To mark International Tiger Day, Thailand’s Deputy Permanent Secretary of Natural Resources and Environment, Pongboon Pongthong, said in a statement that the increase in the tiger population is “thanks to the hard work of forest rangers, research teams from relevant organizations and stakeholders’ dedication to the conservation of tigers.”
On Wednesday, the organization for the defense of wild cats, Panthera, released a series of videos and photos of tigers in western Thailand, obtained with high-definition cameras hidden in the jungle in collaboration with Thai authorities, the first sighting in the region in four years.

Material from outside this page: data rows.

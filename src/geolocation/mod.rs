//! IP geolocation using the MaxMind GeoLite2 database
//!
//! The engine consumes geolocation through the [`GeoResolver`] trait so the
//! backing lookup stays pluggable. The bundled implementation reads the
//! MaxMind GeoLite2-City database, which callers must download separately
//! (free with registration). Lookups are local file reads, so they replace
//! the per-login HTTP geolocation round trip entirely.

use maxminddb::{geoip2, Reader};
use std::collections::HashMap;
use std::net::IpAddr;
use std::path::Path;
use std::sync::Arc;
use thiserror::Error;

use crate::models::GeoInfo;

/// Errors that can occur during geolocation lookups
#[derive(Error, Debug)]
pub enum GeoError {
    #[error("Failed to open database: {0}")]
    DatabaseOpen(#[from] maxminddb::MaxMindDBError),

    #[error("IP address not found in database")]
    NotFound,

    #[error("Location data missing for IP address")]
    NoLocation,

    #[error("Database file not found: {0}")]
    FileNotFound(String),
}

/// Maps an IP address to geographic attributes.
///
/// Implementations must degrade to `None` on any failure; an unavailable
/// resolver skips geographic detection for the event, it never fails the
/// recording pipeline.
pub trait GeoResolver: Send + Sync {
    fn resolve(&self, ip: &IpAddr) -> Option<GeoInfo>;
}

/// GeoIP resolver backed by a MaxMind GeoLite2-City database
///
/// # Example
///
/// ```ignore
/// use heimdall::geolocation::{GeoResolver, MaxMindResolver};
/// use std::net::IpAddr;
/// use std::str::FromStr;
///
/// let resolver = MaxMindResolver::new("GeoLite2-City.mmdb")?;
/// let ip = IpAddr::from_str("8.8.8.8").unwrap();
/// if let Some(geo) = resolver.resolve(&ip) {
///     println!("Location: {}", geo.display_location());
/// }
/// ```
pub struct MaxMindResolver {
    reader: Arc<Reader<Vec<u8>>>,
}

impl MaxMindResolver {
    /// Open a resolver from a GeoLite2-City.mmdb file
    ///
    /// # Errors
    ///
    /// Returns an error if the database file is missing or invalid.
    pub fn new<P: AsRef<Path>>(db_path: P) -> Result<Self, GeoError> {
        let path = db_path.as_ref();
        if !path.exists() {
            return Err(GeoError::FileNotFound(path.display().to_string()));
        }

        let reader = Reader::open_readfile(path)?;
        Ok(MaxMindResolver {
            reader: Arc::new(reader),
        })
    }

    /// Look up the geographic attributes of an IP address
    pub fn lookup(&self, ip: &IpAddr) -> Result<GeoInfo, GeoError> {
        let city: geoip2::City = self.reader.lookup(*ip).map_err(|e| match e {
            maxminddb::MaxMindDBError::AddressNotFoundError(_) => GeoError::NotFound,
            other => GeoError::DatabaseOpen(other),
        })?;

        let location = city.location.as_ref().ok_or(GeoError::NoLocation)?;
        let latitude = location.latitude.ok_or(GeoError::NoLocation)?;
        let longitude = location.longitude.ok_or(GeoError::NoLocation)?;

        let country = city
            .country
            .and_then(|c| c.names)
            .and_then(|n| n.get("en").copied())
            .map(String::from)
            .unwrap_or_default();

        let region = city
            .subdivisions
            .and_then(|subs| subs.into_iter().next())
            .and_then(|s| s.names)
            .and_then(|n| n.get("en").copied())
            .map(String::from)
            .unwrap_or_default();

        let city_name = city
            .city
            .and_then(|c| c.names)
            .and_then(|n| n.get("en").copied())
            .map(String::from)
            .unwrap_or_default();

        Ok(GeoInfo {
            country,
            region,
            city: city_name,
            latitude,
            longitude,
            // The City database carries no ISP data; that requires the
            // separate MaxMind ISP database.
            isp: String::new(),
        })
    }
}

impl GeoResolver for MaxMindResolver {
    fn resolve(&self, ip: &IpAddr) -> Option<GeoInfo> {
        self.lookup(ip).ok()
    }
}

impl Clone for MaxMindResolver {
    fn clone(&self) -> Self {
        MaxMindResolver {
            reader: Arc::clone(&self.reader),
        }
    }
}

/// Fixed in-memory resolver, useful for tests and air-gapped deployments
#[derive(Debug, Clone, Default)]
pub struct StaticResolver {
    entries: HashMap<IpAddr, GeoInfo>,
}

impl StaticResolver {
    pub fn new() -> Self {
        StaticResolver {
            entries: HashMap::new(),
        }
    }

    pub fn insert(&mut self, ip: IpAddr, info: GeoInfo) {
        self.entries.insert(ip, info);
    }
}

impl GeoResolver for StaticResolver {
    fn resolve(&self, ip: &IpAddr) -> Option<GeoInfo> {
        self.entries.get(ip).cloned()
    }
}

“These sightings are extremely encouraging for the future of tigers in our country and beyond,” said Saksit Simcharoen, Chief of the Wildlife Research Division for Thailand’s Department of National Parks, Wildlife and Plant Conservation (DNP), in a statement released by Panthera.
“Our rangers and partners at Panthera and the Zoological Society of London (ZSL) are keenly monitoring the region to determine if these individuals establish territories, ultimately helping to achieve Thailand’s goal of increasing tiger populations by 50% by 2022,” Saksit added.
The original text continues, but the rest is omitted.